Enabling Astronomy Image Processing With Cloud Computing Using Apache Spark
My name is Zhao Zhang, I am a joint postdoctoral researcher at AMPLab and Berkeley Institute for Data Science, University of California, Berkeley. The theme of my research is to enable data-driven science with computer systems.
This case study describes the process of building Kira, a distributed astronomy image processing pipeline in the cloud environment. The idea of the Kira project is to explore the applicability of cloud computing based software stack in supporting scientific applications. Specifically, we use the SEP (Source Extraction Python) library for domain computation. We choose Apache Spark and Hadoop to build the infrastructure of distributed processing and data storage.
We use LaTeX and Slides to track the merit evaluation: why do we need a new system for astronomy image processing, what makes it a better system, and what lessons we can we learn from this research.

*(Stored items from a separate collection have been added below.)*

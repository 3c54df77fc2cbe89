pub mod assembler;
pub mod coverage;
pub mod densify;
pub mod dubins;
pub mod error;
pub mod geodesy;
pub mod maneuver;
pub mod mission;
pub mod models;
pub mod progress;
pub mod rules;
pub mod spatial;

pub use assembler::{
    ControlWaypoint, MissionAssembler, MissionControlMessage, MissionSource, TravelValues,
};
pub use coverage::{CoverageParams, CoveragePlanner, LawnmowerCoverage};
pub use densify::{PathDensifier, SignificantPoint};
pub use dubins::{CurvePlanner, DubinsCurve, DubinsPlanner};
pub use error::{Diagnostics, MissionError};
pub use geodesy::{
    Availability, FallbackChain, FrameTransformGateway, GeodesyEndpoint, GeodesyError,
    UtmProjection,
};
pub use maneuver::{Maneuver, ManeuverBody, ManeuverDecoder, PlanDbMessage, PlanManeuver};
pub use mission::MissionPlan;
pub use models::{
    FrameTag, GeoPoint, ManeuverKind, PlanarPoint, Pose, Pose2D, PoseList, SampleFlags,
    SpeedControl, VerticalControl, Waypoint, WaypointPayload,
};
pub use progress::{MissionProgress, MissionState};
pub use rules::{PlannerRules, SimilarityRules};
pub use spatial::{planar_distance, poses_with_heading};
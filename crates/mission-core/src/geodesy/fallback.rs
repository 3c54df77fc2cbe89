//! Ordered fallback policy: try each candidate with its own timeout, first
//! success wins.
//!
//! Used for services with a fast local endpoint and a slower backup, so the
//! primary/fallback probing is not duplicated per service.

use serde::Serialize;
use std::time::Duration;

/// Availability of one candidate, as learned by probing it.
#[derive(Debug, Clone, Copy, Default, PartialEq, Eq, Serialize)]
#[serde(rename_all = "lowercase")]
pub enum Availability {
    #[default]
    Untested,
    Available,
    Unavailable,
}

/// Outcome of running a [`FallbackChain`].
#[derive(Debug, Clone, PartialEq, Eq)]
pub struct Resolution {
    statuses: Vec<Availability>,
    selected: Option<usize>,
}

impl Resolution {
    /// Index of the first candidate that answered, if any.
    pub fn selected(&self) -> Option<usize> {
        self.selected
    }

    pub fn statuses(&self) -> &[Availability] {
        &self.statuses
    }

    pub fn is_exhausted(&self) -> bool {
        self.selected.is_none()
    }
}

#[derive(Debug, Clone)]
pub struct FallbackChain<T> {
    candidates: Vec<(T, Duration)>,
}

impl<T> Default for FallbackChain<T> {
    fn default() -> Self {
        Self {
            candidates: Vec::new(),
        }
    }
}

impl<T> FallbackChain<T> {
    pub fn new() -> Self {
        Self::default()
    }

    /// Append a candidate tried after every candidate already in the chain.
    pub fn then(mut self, candidate: T, timeout: Duration) -> Self {
        self.candidates.push((candidate, timeout));
        self
    }

    pub fn len(&self) -> usize {
        self.candidates.len()
    }

    pub fn is_empty(&self) -> bool {
        self.candidates.is_empty()
    }

    pub fn get(&self, index: usize) -> Option<&T> {
        self.candidates.get(index).map(|(candidate, _)| candidate)
    }

    pub fn iter(&self) -> impl Iterator<Item = &(T, Duration)> {
        self.candidates.iter()
    }

    /// Run `attempt` over the candidates in order until one returns true.
    ///
    /// Candidates after the winner are left untested.
    pub fn resolve<F>(&self, mut attempt: F) -> Resolution
    where
        F: FnMut(&T, Duration) -> bool,
    {
        let mut statuses = vec![Availability::Untested; self.candidates.len()];
        for (index, (candidate, timeout)) in self.candidates.iter().enumerate() {
            if attempt(candidate, *timeout) {
                statuses[index] = Availability::Available;
                return Resolution {
                    statuses,
                    selected: Some(index),
                };
            }
            statuses[index] = Availability::Unavailable;
        }
        Resolution {
            statuses,
            selected: None,
        }
    }
}
//! Geographic <-> planar conversion through an external geodesy service.
//!
//! The [`FrameTransformGateway`] owns an ordered list of endpoints, probes
//! them lazily on first use and caches the outcome for the life of the
//! gateway. Conversions never panic or block past the probe timeouts; when no
//! endpoint answered they return [`GeodesyError::Unavailable`] so callers can
//! drop the affected point and keep going.

pub mod fallback;
pub mod utm;

pub use fallback::{Availability, FallbackChain, Resolution};
pub use utm::UtmProjection;

use crate::models::{GeoPoint, PlanarPoint};
use crate::rules::PlannerRules;
use std::sync::OnceLock;
use std::time::Duration;
use thiserror::Error;

#[derive(Debug, Clone, PartialEq, Error)]
pub enum GeodesyError {
    /// No endpoint could be resolved.
    #[error("no geodesy endpoint available")]
    Unavailable,

    /// Every endpoint was probed and none answered.
    #[error("geodesy service unavailable, tried {endpoints:?}")]
    ServiceUnavailable { endpoints: Vec<String> },

    /// The endpoint answered but could not convert this point.
    #[error("{endpoint}: {reason}")]
    Conversion { endpoint: String, reason: String },
}

/// One geodesy service endpoint.
pub trait GeodesyEndpoint: Send + Sync {
    fn name(&self) -> &str;

    /// Report whether the endpoint answers within `timeout`. Must not panic.
    fn probe(&self, timeout: Duration) -> bool;

    fn geo_to_planar(&self, lat: f64, lon: f64, alt: f64) -> Result<PlanarPoint, GeodesyError>;

    fn planar_to_geo(&self, x: f64, y: f64) -> Result<GeoPoint, GeodesyError>;
}

/// Injected conversion service with primary/fallback endpoints.
///
/// Resolution happens at most once; a gateway that failed to resolve stays
/// unusable.
pub struct FrameTransformGateway {
    chain: FallbackChain<Box<dyn GeodesyEndpoint>>,
    resolution: OnceLock<Resolution>,
}

impl FrameTransformGateway {
    /// Primary endpoint with a 0.5 s probe, fallback with 10 s.
    pub fn new(primary: Box<dyn GeodesyEndpoint>, fallback: Box<dyn GeodesyEndpoint>) -> Self {
        let rules = PlannerRules::default();
        Self::with_timeouts(
            primary,
            rules.primary_probe_timeout(),
            fallback,
            rules.fallback_probe_timeout(),
        )
    }

    pub fn with_timeouts(
        primary: Box<dyn GeodesyEndpoint>,
        primary_timeout: Duration,
        fallback: Box<dyn GeodesyEndpoint>,
        fallback_timeout: Duration,
    ) -> Self {
        Self::from_chain(
            FallbackChain::new()
                .then(primary, primary_timeout)
                .then(fallback, fallback_timeout),
        )
    }

    pub fn from_chain(chain: FallbackChain<Box<dyn GeodesyEndpoint>>) -> Self {
        Self {
            chain,
            resolution: OnceLock::new(),
        }
    }

    /// Probe a single endpoint.
    pub fn probe(endpoint: &dyn GeodesyEndpoint, timeout: Duration) -> Availability {
        tracing::info!(
            endpoint = endpoint.name(),
            "Waiting ({:.1}s) for geodesy endpoint",
            timeout.as_secs_f64()
        );
        if endpoint.probe(timeout) {
            Availability::Available
        } else {
            tracing::warn!(endpoint = endpoint.name(), "Geodesy endpoint could not be reached");
            Availability::Unavailable
        }
    }

    /// Resolve the endpoint to use, probing on the first call only.
    pub fn resolve(&self) -> Result<&dyn GeodesyEndpoint, GeodesyError> {
        let resolution = self.resolution.get_or_init(|| {
            let resolution = self.chain.resolve(|endpoint, timeout| {
                Self::probe(endpoint.as_ref(), timeout) == Availability::Available
            });
            match resolution.selected().and_then(|index| self.chain.get(index)) {
                Some(endpoint) => {
                    tracing::info!(endpoint = endpoint.name(), "Using geodesy endpoint")
                }
                None => tracing::error!(
                    endpoints = ?self.endpoint_names(),
                    "No geodesy endpoint could be reached; missions cannot be geo-anchored"
                ),
            }
            resolution
        });

        resolution
            .selected()
            .and_then(|index| self.chain.get(index))
            .map(|endpoint| endpoint.as_ref())
            .ok_or_else(|| GeodesyError::ServiceUnavailable {
                endpoints: self.endpoint_names(),
            })
    }

    /// True once resolution succeeded; resolves if needed.
    pub fn is_usable(&self) -> bool {
        self.resolve().is_ok()
    }

    /// Per-endpoint availability, all untested before the first resolve.
    pub fn availability(&self) -> Vec<Availability> {
        match self.resolution.get() {
            Some(resolution) => resolution.statuses().to_vec(),
            None => vec![Availability::Untested; self.chain.len()],
        }
    }

    pub fn endpoint_names(&self) -> Vec<String> {
        self.chain
            .iter()
            .map(|(endpoint, _)| endpoint.name().to_string())
            .collect()
    }

    pub fn geo_to_planar(&self, lat: f64, lon: f64, alt: f64) -> Result<PlanarPoint, GeodesyError> {
        let endpoint = self.resolve().map_err(|_| GeodesyError::Unavailable)?;
        endpoint.geo_to_planar(lat, lon, alt)
    }

    pub fn planar_to_geo(&self, x: f64, y: f64) -> Result<GeoPoint, GeodesyError> {
        let endpoint = self.resolve().map_err(|_| GeodesyError::Unavailable)?;
        endpoint.planar_to_geo(x, y)
    }
}

#[cfg(test)]
pub(crate) mod testing {
    use super::*;
    use std::sync::atomic::{AtomicUsize, Ordering};
    use std::sync::{Arc, Mutex};

    /// Endpoint that is either down or forwards to a UTM projection, counting
    /// probes and keeping the altitudes it was asked to project at.
    pub struct StubEndpoint {
        pub name: String,
        pub up: bool,
        pub probes: Arc<AtomicUsize>,
        pub altitudes: Arc<Mutex<Vec<f64>>>,
        inner: UtmProjection,
    }

    impl StubEndpoint {
        pub fn new(name: &str, up: bool) -> Self {
            Self {
                name: name.to_string(),
                up,
                probes: Arc::new(AtomicUsize::new(0)),
                altitudes: Arc::new(Mutex::new(Vec::new())),
                inner: UtmProjection::new(33, true),
            }
        }
    }

    impl GeodesyEndpoint for StubEndpoint {
        fn name(&self) -> &str {
            &self.name
        }

        fn probe(&self, _timeout: Duration) -> bool {
            self.probes.fetch_add(1, Ordering::SeqCst);
            self.up
        }

        fn geo_to_planar(&self, lat: f64, lon: f64, alt: f64) -> Result<PlanarPoint, GeodesyError> {
            self.altitudes.lock().unwrap().push(alt);
            self.inner.geo_to_planar(lat, lon, alt)
        }

        fn planar_to_geo(&self, x: f64, y: f64) -> Result<GeoPoint, GeodesyError> {
            self.inner.planar_to_geo(x, y)
        }
    }

    /// Gateway whose primary is down and fallback is a working UTM zone 33N.
    pub fn fallback_gateway() -> FrameTransformGateway {
        FrameTransformGateway::new(
            Box::new(StubEndpoint::new("primary", false)),
            Box::new(StubEndpoint::new("fallback", true)),
        )
    }

    pub fn dead_gateway() -> FrameTransformGateway {
        FrameTransformGateway::new(
            Box::new(StubEndpoint::new("primary", false)),
            Box::new(StubEndpoint::new("fallback", false)),
        )
    }
}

We use a private GitHub repository to keep track of solutions for technical barriers such as I/O processing, Spark interaction with C program, Spark system parameter configurations and many others.
The whole system is built with multiple programming languages and tools. At the programming language level, we use Scala, Java, Python, Bash, and C. At the system level, we use Spark for task coordination, HDFS for persistent storage, and the SEP library for actual computation.
The source code of the project is kept in a public GitHub repository to make it open source.
The manuscript is being kept in a private GitHub repository since it is under review.
In system design phase, we decided to use three datasets four development, testing and performance measurements. But we end up with four datasets. A trivial dataset that contains only a few image files is used for development and testing. A small dataset (12GB) is used for quick verification at scales. A large dataset (65GB) is used for large scale performance measurement. A fourth dataset (1TB) is used to show the data processing capacity of the Kira system as we put up the paper.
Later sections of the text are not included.